Wednesday, 14 November 2012

Indie Comic Review: Darkest night- Act one

Cover to Act One

‘Darkest Night: Act One’ represents a drastic change in direction for ‘Billy Demon Slayer’ creator Hayden Fryer. As soon as you open to the first page the comic quickly asserts itself as Fryer’s most polished and mature work. Where Billy was playful, funny and fast moving ‘Darkest night’ is instead serious, brooding and slower paced. Fryer really takes his time to establish the setting and key players in this tale of love, death and revenge and it shows. The dialogue is sharp, the characters are grounded and the art is a wonderful interplay of black and white.

'Darkest Night-Act One' features
top-notch visual storytelling

This first act of ‘Darkest night’ is very much a slow burn. The story focuses on Carlie and Caleb two teenage lovers who break up just before New Year’s Eve and that is pretty much the crux of the plot. In this first act Fryer really takes his time to develop his two main characters and the tension between them. It all feels very much like a set up and at this stage it’s hard to tell where the actual plot will take the characters.

The real drawcard of this book is Fryer’s fabulous art which really comes into its own. His mastery of layouts, using empty space and his balancing of the black of the inks and white of the page is nothing short of breathtaking. His drawing style has been very much refined and the amount of detail he manages to cram into each panel is impressive. It’s just a pity that the heavy use of digital effects, especially blurring, tends to detract from Fryers otherwise sharp pencils and inks.  
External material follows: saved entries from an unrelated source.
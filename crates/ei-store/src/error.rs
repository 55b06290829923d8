use thiserror::Error;

#[derive(Error, Debug)]
pub enum StoreError {
    #[error("redis connection error: {0}")]
    Connection(String),

    #[error("redis command error: {0}")]
    Command(String),

    #[error("lock acquisition timed out for {0}")]
    LockTimeout(String),
}

impl From<redis::RedisError> for StoreError {
    fn from(e: redis::RedisError) -> Self {
        if e.is_connection_dropped() || e.is_connection_refusal() || e.is_timeout() {
            StoreError::Connection(e.to_string())
        } else {
            StoreError::Command(e.to_string())
        }
    }
}

pub type Result<T> = std::result::Result<T, StoreError>;
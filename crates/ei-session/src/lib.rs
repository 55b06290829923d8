//! Session Manager (C6): the single source of truth for what the
//! ingestion process is currently doing — idle, polling only, webhook
//! only, or both — plus the monotonic counters every other component
//! reports progress into.
//!
//! State transitions are guarded compare-and-sets against the
//! `session:current` hash's `state` field, so two racing callers can't
//! both believe they made the same transition.

use chrono::Utc;
use ei_common::{HealthReport, HealthStatus, IngestError, PollingMode, Result, SessionCounters, SessionRecord, SessionState};
use ei_queue::EmailQueue;
use ei_store::Store;
use std::sync::Arc;
use tracing::{info, warn};

const SESSION_KEY: &str = "session:current";
const HISTORY_KEY: &str = "sessions:history";
const HISTORY_CAP: isize = 100;
const SESSION_TTL: std::time::Duration = std::time::Duration::from_secs(7 * 24 * 3600);

/// Shared with `ei-queue`'s processed-id set; the session manager only
/// reads it for late-dedup checks, never writes it.
const PROCESSED_SET: &str = "email:processed";

fn state_str(state: SessionState) -> &'static str {
    match state {
        SessionState::Idle => "idle",
        SessionState::PollingActive => "polling_active",
        SessionState::WebhookActive => "webhook_active",
        SessionState::BothActive => "both_active",
        SessionState::Terminated => "terminated",
        SessionState::FailedToStart => "failed_to_start",
        SessionState::SessionError => "session_error",
    }
}

fn parse_state(s: &str) -> Option<SessionState> {
    Some(match s {
        "idle" => SessionState::Idle,
        "polling_active" => SessionState::PollingActive,
        "webhook_active" => SessionState::WebhookActive,
        "both_active" => SessionState::BothActive,
        "terminated" => SessionState::Terminated,
        "failed_to_start" => SessionState::FailedToStart,
        "session_error" => SessionState::SessionError,
        _ => return None,
    })
}

fn polling_mode_str(mode: PollingMode) -> &'static str {
    match mode {
        PollingMode::Manual => "manual",
        PollingMode::Scheduled => "scheduled",
        PollingMode::Fallback => "fallback",
    }
}

fn parse_polling_mode(s: &str) -> PollingMode {
    match s {
        "manual" => PollingMode::Manual,
        "fallback" => PollingMode::Fallback,
        _ => PollingMode::Scheduled,
    }
}

pub struct SessionManager {
    store: Arc<Store>,
    queue: Arc<EmailQueue>,
}

impl SessionManager {
    pub fn new(store: Arc<Store>, queue: Arc<EmailQueue>) -> Self {
        Self { store, queue }
    }

    /// Start a fresh session in `both_active` (webhook enabled) or
    /// `polling_active` (webhook disabled). Only valid from `idle` or an
    /// absent record — a session already in progress is left untouched.
    pub async fn start_session(&self, webhook_enabled: bool, polling_interval: u64, polling_mode: PollingMode) -> Result<()> {
        let session_id = uuid::Uuid::new_v4().to_string();
        let initial_state = if webhook_enabled { SessionState::BothActive } else { SessionState::PollingActive };

        let admitted = self.store.hset_if_in(SESSION_KEY, "state", &["", state_str(SessionState::Idle)], state_str(initial_state)).await.map_err(store_err)?;
        if !admitted {
            warn!("start_session called while a session was already in progress");
            return Err(IngestError::InvalidTransition { from: SessionState::Idle, to: initial_state });
        }

        self.store
            .hset_multiple(
                SESSION_KEY,
                &[
                    ("session_id", session_id.as_str()),
                    ("start_time", &Utc::now().to_rfc3339()),
                    ("polling_interval", &polling_interval.to_string()),
                    ("webhook_enabled", if webhook_enabled { "true" } else { "false" }),
                    ("polling_mode", polling_mode_str(polling_mode)),
                    ("polling_errors", "0"),
                    ("webhook_errors", "0"),
                ],
            )
            .await
            .map_err(store_err)?;
        self.store.expire(SESSION_KEY, SESSION_TTL).await.map_err(store_err)?;
        info!(session_id, state = state_str(initial_state), "session started");
        Ok(())
    }

    /// Start failed before a session record could be fully established.
    pub async fn mark_start_failed(&self, reason: &str) -> Result<()> {
        self.store
            .hset_multiple(SESSION_KEY, &[("state", state_str(SessionState::FailedToStart)), ("failure_reason", reason)])
            .await
            .map_err(store_err)?;
        self.store.expire(SESSION_KEY, SESSION_TTL).await.map_err(store_err)?;
        warn!(reason, "session failed to start");
        Ok(())
    }

    /// `both_active -> webhook_active`, fired once the initial polling
    /// sweep has caught up and the webhook can take over alone.
    pub async fn complete_initial_polling(&self) -> Result<()> {
        self.transition(&[SessionState::BothActive], SessionState::WebhookActive).await
    }

    /// `webhook_active -> both_active`, fired when the webhook path is
    /// unhealthy enough that polling must resume as a fallback.
    pub async fn activate_fallback_polling(&self) -> Result<()> {
        self.transition(&[SessionState::WebhookActive], SessionState::BothActive).await
    }

    /// `both_active -> webhook_active`, fired once fallback polling is no
    /// longer needed and the webhook can resume sole responsibility.
    pub async fn restore_webhook_only(&self) -> Result<()> {
        self.transition(&[SessionState::BothActive], SessionState::WebhookActive).await
    }

    /// Any active state transitions to `session_error` on an unrecoverable
    /// runtime failure.
    pub async fn record_error(&self, details: &str) -> Result<()> {
        let from_states = [
            SessionState::PollingActive,
            SessionState::WebhookActive,
            SessionState::BothActive,
        ];
        self.transition(&from_states, SessionState::SessionError).await?;
        self.store.hset(SESSION_KEY, "error_details", details).await.map_err(store_err)?;
        Ok(())
    }

    /// Snapshot the current record into history, then reset to `idle` so
    /// the orchestrator can attempt a fresh start.
    pub async fn recover_from_error(&self) -> Result<()> {
        self.snapshot_to_history().await?;
        self.store.del(SESSION_KEY).await.map_err(store_err)?;
        self.store.hset(SESSION_KEY, "state", state_str(SessionState::Idle)).await.map_err(store_err)?;
        self.store.expire(SESSION_KEY, SESSION_TTL).await.map_err(store_err)?;
        info!("session recovered to idle");
        Ok(())
    }

    /// Write `end_time` and `reason`, snapshot to history, then clear the
    /// live record entirely.
    pub async fn terminate_session(&self, reason: &str) -> Result<()> {
        self.store
            .hset_multiple(
                SESSION_KEY,
                &[("state", state_str(SessionState::Terminated)), ("end_time", &Utc::now().to_rfc3339()), ("failure_reason", reason)],
            )
            .await
            .map_err(store_err)?;
        self.snapshot_to_history().await?;
        self.store.del(SESSION_KEY).await.map_err(store_err)?;
        info!(reason, "session terminated");
        Ok(())
    }

    async fn transition(&self, allowed: &[SessionState], next: SessionState) -> Result<()> {
        let allowed_strs: Vec<&str> = allowed.iter().map(|s| state_str(*s)).collect();
        let ok = self.store.hset_if_in(SESSION_KEY, "state", &allowed_strs, state_str(next)).await.map_err(store_err)?;
        if !ok {
            let current = self.current_state().await?.unwrap_or(SessionState::Idle);
            return Err(IngestError::InvalidTransition { from: current, to: next });
        }
        Ok(())
    }

    async fn snapshot_to_history(&self) -> Result<()> {
        if let Some(record) = self.current().await? {
            let serialized = serde_json::to_string(&record)?;
            self.store.lpush(HISTORY_KEY, &serialized).await.map_err(store_err)?;
            self.store.ltrim(HISTORY_KEY, 0, HISTORY_CAP - 1).await.map_err(store_err)?;
        }
        Ok(())
    }

    pub async fn current_state(&self) -> Result<Option<SessionState>> {
        let raw = self.store.hget(SESSION_KEY, "state").await.map_err(store_err)?;
        Ok(raw.and_then(|s| parse_state(&s)))
    }

    pub async fn current(&self) -> Result<Option<SessionRecord>> {
        let fields = self.store.hgetall(SESSION_KEY).await.map_err(store_err)?;
        if fields.is_empty() {
            return Ok(None);
        }
        let state = fields.get("state").and_then(|s| parse_state(s)).unwrap_or(SessionState::Idle);
        let start_time = fields
            .get("start_time")
            .and_then(|s| chrono::DateTime::parse_from_rfc3339(s).ok())
            .map(|d| d.with_timezone(&Utc))
            .unwrap_or_else(Utc::now);
        let end_time = fields.get("end_time").and_then(|s| chrono::DateTime::parse_from_rfc3339(s).ok()).map(|d| d.with_timezone(&Utc));

        // processed/pending/failed are derived from ei-queue's own
        // cardinalities at read time, never from this hash, so a lost
        // hincrby can't let the reported counters diverge from ground truth.
        let processed = self.queue.processed_count().await.map_err(|e| IngestError::Queue(e.to_string()))?;
        let pending = self.queue.pending_count().await.map_err(|e| IngestError::Queue(e.to_string()))?;
        let failed = self.queue.failed_count().await.map_err(|e| IngestError::Queue(e.to_string()))?;

        Ok(Some(SessionRecord {
            session_id: fields.get("session_id").cloned().unwrap_or_default(),
            state,
            start_time,
            end_time,
            polling_interval: fields.get("polling_interval").and_then(|s| s.parse().ok()).unwrap_or(300),
            webhook_enabled: fields.get("webhook_enabled").map(|s| s == "true").unwrap_or(false),
            polling_mode: fields.get("polling_mode").map(|s| parse_polling_mode(s)).unwrap_or(PollingMode::Scheduled),
            counters: SessionCounters {
                processed,
                pending,
                failed,
                polling_errors: fields.get("polling_errors").and_then(|s| s.parse().ok()).unwrap_or(0),
                webhook_errors: fields.get("webhook_errors").and_then(|s| s.parse().ok()).unwrap_or(0),
            },
            failure_reason: fields.get("failure_reason").cloned(),
            error_details: fields.get("error_details").cloned(),
        }))
    }

    pub async fn increment_polling_errors(&self, delta: i64) -> Result<()> {
        self.store.hincrby(SESSION_KEY, "polling_errors", delta).await.map_err(store_err)?;
        Ok(())
    }

    pub async fn increment_webhook_errors(&self, delta: i64) -> Result<()> {
        self.store.hincrby(SESSION_KEY, "webhook_errors", delta).await.map_err(store_err)?;
        Ok(())
    }

    /// Late-dedup check used by the poller and webhook receiver: has this
    /// id already been fully processed, independent of whether it's still
    /// sitting in the queue.
    pub async fn is_processed(&self, id: &str) -> Result<bool> {
        Ok(self.store.contains(PROCESSED_SET, id).await.map_err(store_err)?)
    }

    pub async fn history(&self, limit: isize) -> Result<Vec<SessionRecord>> {
        let raw = self.store.lrange(HISTORY_KEY, 0, limit.saturating_sub(1)).await.map_err(store_err)?;
        let mut out = Vec::with_capacity(raw.len());
        for entry in raw {
            out.push(serde_json::from_str(&entry)?);
        }
        Ok(out)
    }

    /// A coarse health rollup: the session manager only knows whether the
    /// store itself answers, not the health of poller/webhook/worker pool
    /// — those feed warnings in through the orchestrator.
    pub async fn health(&self, active_warnings: u32, critical_warnings: u32) -> HealthReport {
        let store_reachable = self.store.get("health:probe").await.is_ok();
        let status = if critical_warnings > 0 || !store_reachable {
            HealthStatus::Degraded
        } else if active_warnings > 0 {
            HealthStatus::Warning
        } else {
            HealthStatus::Healthy
        };
        HealthReport { status, store_reachable, active_warnings, critical_warnings, issues: Vec::new() }
    }
}

fn store_err(e: ei_store::StoreError) -> IngestError {
    match e {
        ei_store::StoreError::Connection(msg) => IngestError::StoreUnavailable(msg),
        other => IngestError::Store(other.to_string()),
    }
}

#[cfg(test)]
mod tests {
    use super::*;

    #[test]
    fn state_round_trips_through_strings() {
        for state in [
            SessionState::Idle,
            SessionState::PollingActive,
            SessionState::WebhookActive,
            SessionState::BothActive,
            SessionState::Terminated,
            SessionState::FailedToStart,
            SessionState::SessionError,
        ] {
            assert_eq!(parse_state(state_str(state)), Some(state));
        }
    }

    #[test]
    fn polling_mode_round_trips() {
        for mode in [PollingMode::Manual, PollingMode::Scheduled, PollingMode::Fallback] {
            assert_eq!(parse_polling_mode(polling_mode_str(mode)), mode);
        }
    }
}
Overall ‘Darkest Night: Act One’ is enjoyable but uneventful. The actual plot doesn't move much in its 28 glossy pages but as it is only part one of three its unfair to judge the plot at this stage. What can be assessed is the dialogue, art and visual storytelling, none of which can be found wanting. 

‘Darkest Night: Act One’ truly is a polished gem of an indie comic from a very talented indie creator. Can’t wait for the next instalment Hayden!  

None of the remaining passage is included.